Segment Start: ENTRIES SHOWN
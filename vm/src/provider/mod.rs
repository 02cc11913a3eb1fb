mod command;
mod krunkit;
mod vfkit;

pub use self::command::{GUEST_MAC, HypervisorCommand};

use cradle_system::{Arch, Os};
use serde::{Deserialize, Serialize};
use std::fmt::{self, Display};
use std::path::Path;
use std::str::FromStr;
use thiserror::Error;
use tracing::{debug, info, warn};

use crate::config::MachineConfig;
use crate::context::Context;
use crate::decompress::DecompressError;
use crate::http::{self, HttpError};
use crate::network::GvproxyCommand;
use crate::process::{ProcessError, ProcessHandle};

#[derive(Error, Debug)]
pub enum ProviderError {
    #[error("no supported hypervisor for {arch} on {os}")]
    Unsupported { arch: Arch, os: Os },

    #[error("unknown provider '{value}' (expected vfkit or krunkit)")]
    Unknown { value: String },

    #[error("provider {provider} is not available on {arch}")]
    UnsupportedArch { provider: Provider, arch: Arch },

    #[error("machine '{name}' has no {what} configured for {provider}")]
    NotConfigured {
        name: String,
        provider: Provider,
        what: &'static str,
    },

    #[error("failed to extract boot image '{source_path}'")]
    ExtractBootable {
        source_path: std::path::PathBuf,
        #[source]
        source: DecompressError,
    },

    #[error("failed to start {what}")]
    Spawn {
        what: &'static str,
        #[source]
        source: ProcessError,
    },
}

/// The hypervisor that runs the VM. Picked once per process by [`Provider::select`].
#[derive(Debug, Clone, Copy, PartialEq, Eq, Hash, Serialize, Deserialize)]
#[serde(rename_all = "lowercase")]
pub enum Provider {
    Vfkit,
    Krunkit,
}

/// Lifecycle state reported by the hypervisor.
#[derive(Debug, Clone, Copy, PartialEq, Eq, Serialize, Deserialize)]
#[serde(rename_all = "lowercase")]
pub enum VmState {
    Starting,
    Running,
    Stopped,
    Error,
}

impl Display for VmState {
    fn fmt(&self, f: &mut fmt::Formatter<'_>) -> fmt::Result {
        match self {
            VmState::Starting => write!(f, "starting"),
            VmState::Running => write!(f, "running"),
            VmState::Stopped => write!(f, "stopped"),
            VmState::Error => write!(f, "error"),
        }
    }
}

impl VmState {
    /// Map a `VirtualMachineState*` name from the REST API.
    pub fn from_rest(state: &str) -> Self {
        if state.contains("Running") {
            VmState::Running
        } else if state.contains("Starting") {
            VmState::Starting
        } else if state.contains("Stopped") || state.contains("Stopping") {
            VmState::Stopped
        } else {
            VmState::Error
        }
    }
}

#[derive(Debug, Deserialize)]
struct RestState {
    state: String,
}

impl Display for Provider {
    fn fmt(&self, f: &mut fmt::Formatter<'_>) -> fmt::Result {
        f.write_str(self.name())
    }
}

impl FromStr for Provider {
    type Err = ProviderError;

    fn from_str(value: &str) -> Result<Self, Self::Err> {
        match value.trim().to_ascii_lowercase().as_str() {
            "vfkit" | "applehv" => Ok(Provider::Vfkit),
            "krunkit" | "libkrun" => Ok(Provider::Krunkit),
            _ => Err(ProviderError::Unknown {
                value: value.to_string(),
            }),
        }
    }
}

impl Provider {
    /// Environment variable that overrides provider selection.
    pub const OVERRIDE_VAR: &'static str = "CRADLE_PROVIDER";

    pub fn name(self) -> &'static str {
        match self {
            Provider::Vfkit => "vfkit",
            Provider::Krunkit => "krunkit",
        }
    }

    /// Choose the hypervisor for this host. An override wins when the host can run it.
    pub fn select(arch: Arch, os: Os, override_value: Option<&str>) -> Result<Self, ProviderError> {
        if let Some(value) = override_value.filter(|value| !value.trim().is_empty()) {
            let provider: Provider = value.parse()?;
            if provider == Provider::Krunkit && arch == Arch::X86_64 {
                return Err(ProviderError::UnsupportedArch { provider, arch });
            }
            debug!(%provider, "Provider chosen by override");
            return Ok(provider);
        }

        match (os, arch) {
            (Os::MacOs, Arch::Aarch64) => Ok(Provider::Krunkit),
            (Os::MacOs, Arch::X86_64) => Ok(Provider::Vfkit),
            (os, arch) => Err(ProviderError::Unsupported { arch, os }),
        }
    }

    /// Decompress the user's boot image into the machine's managed boot disk.
    #[tracing::instrument(skip(ctx, config), fields(name = %config.name))]
    pub async fn extract_bootable(
        self,
        ctx: &Context,
        source: &Path,
        config: &MachineConfig,
    ) -> Result<(), ProviderError> {
        ctx.decompressor()
            .decompress(source, &config.bootable.path)
            .await
            .map_err(|source_error| ProviderError::ExtractBootable {
                source_path: source.to_path_buf(),
                source: source_error,
            })?;
        info!(
            disk = %config.bootable.path.display(),
            version = %config.bootable.version,
            "Boot disk extracted"
        );
        Ok(())
    }

    /// Fill in the hypervisor-specific part of a new machine's config.
    pub fn create_vm_config(self, config: &mut MachineConfig) {
        match self {
            Provider::Vfkit => vfkit::create_vm_config(config),
            Provider::Krunkit => krunkit::create_vm_config(config),
        }
    }

    /// Spawn the network backend wired up for this hypervisor.
    pub fn start_networking(
        self,
        config: &MachineConfig,
        gvproxy: GvproxyCommand,
    ) -> Result<ProcessHandle, ProviderError> {
        // vfkit and krunkit both speak the vfkit datagram protocol
        let mut command = gvproxy
            .listen_vfkit(&config.network.transport_socket)
            .to_command();
        debug!(command = %command, "Starting network backend");
        ProcessHandle::spawn("gvproxy", &mut command).map_err(|source| ProviderError::Spawn {
            what: "network backend",
            source,
        })
    }

    pub fn start_vm(self, ctx: &Context, config: &MachineConfig) -> Result<ProcessHandle, ProviderError> {
        let binary = ctx.executables().hypervisor(self);
        let mut command = match self {
            Provider::Vfkit => vfkit::command(binary, config)?,
            Provider::Krunkit => krunkit::command(binary, config),
        };
        info!(provider = %self, command = %command, "Starting hypervisor");
        ProcessHandle::spawn(self.name(), &mut command).map_err(|source| ProviderError::Spawn {
            what: "hypervisor",
            source,
        })
    }

    /// Ask the running hypervisor for its state. No REST socket means no VM.
    pub async fn state(self, config: &MachineConfig) -> VmState {
        let Some(socket) = &config.hypervisor.rest_socket else {
            return VmState::Stopped;
        };
        match http::get(socket, "/vm/state").await {
            Ok(response) => match response.json::<RestState>("/vm/state") {
                Ok(rest) => VmState::from_rest(&rest.state),
                Err(error) => {
                    warn!(%error, "Unreadable hypervisor state");
                    VmState::Error
                }
            },
            Err(HttpError::Connect { .. }) => VmState::Stopped,
            Err(error) => {
                warn!(%error, "Failed to query hypervisor state");
                VmState::Error
            }
        }
    }
}
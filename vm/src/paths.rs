use cradle_fs::{self as fs, FsError};
use std::path::{Path, PathBuf};
use tracing::debug;

use crate::provider::Provider;

/// The directory set every VM lives under.
#[derive(Debug, Clone)]
pub struct Workspace {
    root: PathBuf,
}

impl Workspace {
    pub fn new(root: impl Into<PathBuf>) -> Self {
        Self { root: root.into() }
    }

    pub fn root(&self) -> &Path {
        &self.root
    }

    pub fn config_dir(&self, provider: Provider) -> PathBuf {
        self.root.join("config").join(provider.name())
    }

    pub fn data_dir(&self) -> PathBuf {
        self.root.join("data")
    }

    pub fn provider_data_dir(&self, provider: Provider) -> PathBuf {
        self.data_dir().join(provider.name())
    }

    pub fn machine_data_dir(&self, provider: Provider, name: &str) -> PathBuf {
        self.provider_data_dir(provider).join(name)
    }

    // Unix socket paths are limited to ~104 bytes on macOS, so sockets live in a short, flat dir.
    pub fn sock_dir(&self) -> PathBuf {
        self.root.join("sock")
    }

    pub fn logs_dir(&self) -> PathBuf {
        self.root.join("logs")
    }

    pub fn port_alloc_file(&self) -> PathBuf {
        self.data_dir().join("port-alloc.json")
    }

    pub fn port_alloc_lock(&self) -> PathBuf {
        self.data_dir().join("port-alloc.lock")
    }

    /// Create the config, data, socket and log directories if absent.
    pub async fn ensure(&self, provider: Provider) -> Result<(), FsError> {
        for dir in [
            self.config_dir(provider),
            self.provider_data_dir(provider),
            self.sock_dir(),
            self.logs_dir(),
        ] {
            fs::setup_directory_access(&dir).await?;
        }
        debug!(root = %self.root.display(), "Workspace directories ready");
        Ok(())
    }
}

#[derive(Debug, Clone)]
pub struct ExecutablePaths {
    pub gvproxy: PathBuf,
    pub vfkit: PathBuf,
    pub krunkit: PathBuf,
    pub zstd: PathBuf,
    pub xz: PathBuf,
}

impl ExecutablePaths {
    /// Resolve helper executables: an env var override, else the first match on `PATH`.
    ///
    /// An executable that cannot be found keeps its bare name, so the failure surfaces
    /// as a spawn error naming the program only when it is actually needed.
    pub fn from_env() -> Self {
        Self {
            gvproxy: find("CRADLE_GVPROXY", "gvproxy"),
            vfkit: find("CRADLE_VFKIT", "vfkit"),
            krunkit: find("CRADLE_KRUNKIT", "krunkit"),
            zstd: find("CRADLE_ZSTD", "zstd"),
            xz: find("CRADLE_XZ", "xz"),
        }
    }

    pub fn hypervisor(&self, provider: Provider) -> &Path {
        match provider {
            Provider::Vfkit => &self.vfkit,
            Provider::Krunkit => &self.krunkit,
        }
    }
}

fn find(var: &str, name: &str) -> PathBuf {
    if let Some(path) = std::env::var_os(var).filter(|value| !value.is_empty()) {
        return PathBuf::from(path);
    }
    match which::which(name) {
        Ok(path) => path,
        Err(error) => {
            debug!(executable = name, %error, "Executable not found on PATH");
            PathBuf::from(name)
        }
    }
}
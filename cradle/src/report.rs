use cradle_vm::VmEvent;
use reqwest::{Client, Url};
use std::time::Duration;
use tokio::sync::mpsc::UnboundedReceiver;
use tokio::task::{JoinHandle, JoinSet};
use tracing::{debug, warn};

pub const REPORT_TIMEOUT: Duration = Duration::from_secs(3);

/// Forward every event to `url` as `GET ?stage=&name=&value=`, until the sender is dropped.
///
/// Pings run concurrently and are never retried. The returned task finishes once
/// the channel is closed and every ping in flight has completed or timed out.
pub fn forward_events(url: Url, mut events: UnboundedReceiver<VmEvent>) -> JoinHandle<()> {
    let client = Client::new();
    tokio::spawn(async move {
        let mut pings = JoinSet::new();
        while let Some(event) = events.recv().await {
            pings.spawn(ping(client.clone(), url.clone(), event));
        }
        while pings.join_next().await.is_some() {}
    })
}

async fn ping(client: Client, url: Url, event: VmEvent) {
    let stage = event.stage.to_string();
    let result = client
        .get(url)
        .query(&[
            ("stage", stage.as_str()),
            ("name", event.name.as_str()),
            ("value", event.value.as_str()),
        ])
        .timeout(REPORT_TIMEOUT)
        .send()
        .await
        .and_then(|response| response.error_for_status());
    match result {
        Ok(_) => debug!(stage, name = %event.name, "Reported event"),
        Err(error) => warn!(%error, stage, "Failed to report event"),
    }
}

#[cfg(test)]
mod tests {
    use super::*;
    use cradle_vm::{Events, Stage};
    use tokio::io::{AsyncReadExt, AsyncWriteExt};
    use tokio::net::TcpListener;

    #[tokio::test]
    async fn test_events_become_query_pings() {
        let listener = TcpListener::bind("127.0.0.1:0").await.unwrap();
        let url = Url::parse(&format!("http://{}/report", listener.local_addr().unwrap())).unwrap();
        let server = tokio::spawn(async move {
            let (mut stream, _) = listener.accept().await.unwrap();
            let mut buf = vec![0u8; 4096];
            let read = stream.read(&mut buf).await.unwrap();
            stream
                .write_all(b"HTTP/1.1 200 OK\r\ncontent-length: 0\r\nconnection: close\r\n\r\n")
                .await
                .unwrap();
            String::from_utf8_lossy(&buf[..read]).into_owned()
        });

        let (events, rx) = Events::channel();
        let forwarder = forward_events(url, rx);
        events.emit(Stage::Running, "dev", "2222");
        drop(events);
        forwarder.await.unwrap();

        let request = server.await.unwrap();
        assert!(request.starts_with("GET /report?stage=running&name=dev&value=2222 "));
    }

    #[tokio::test]
    async fn test_unreachable_endpoint_is_not_fatal() {
        let url = Url::parse("http://127.0.0.1:9/report").unwrap();
        let (events, rx) = Events::channel();
        let forwarder = forward_events(url, rx);
        events.emit(Stage::Failed, "dev", "boom");
        drop(events);

        forwarder.await.unwrap();
    }
}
Segment End: ENTRIES SHOWN
**EXERCISE DETAILS**
From the lines above, copy those that contain the word "tracing".

**SOLVED PROBLEM**
use tracing::{debug, info, warn};
    #[tracing::instrument(skip(ctx, config), fields(name = %config.name))]
use tracing::debug;
use tracing::{debug, warn};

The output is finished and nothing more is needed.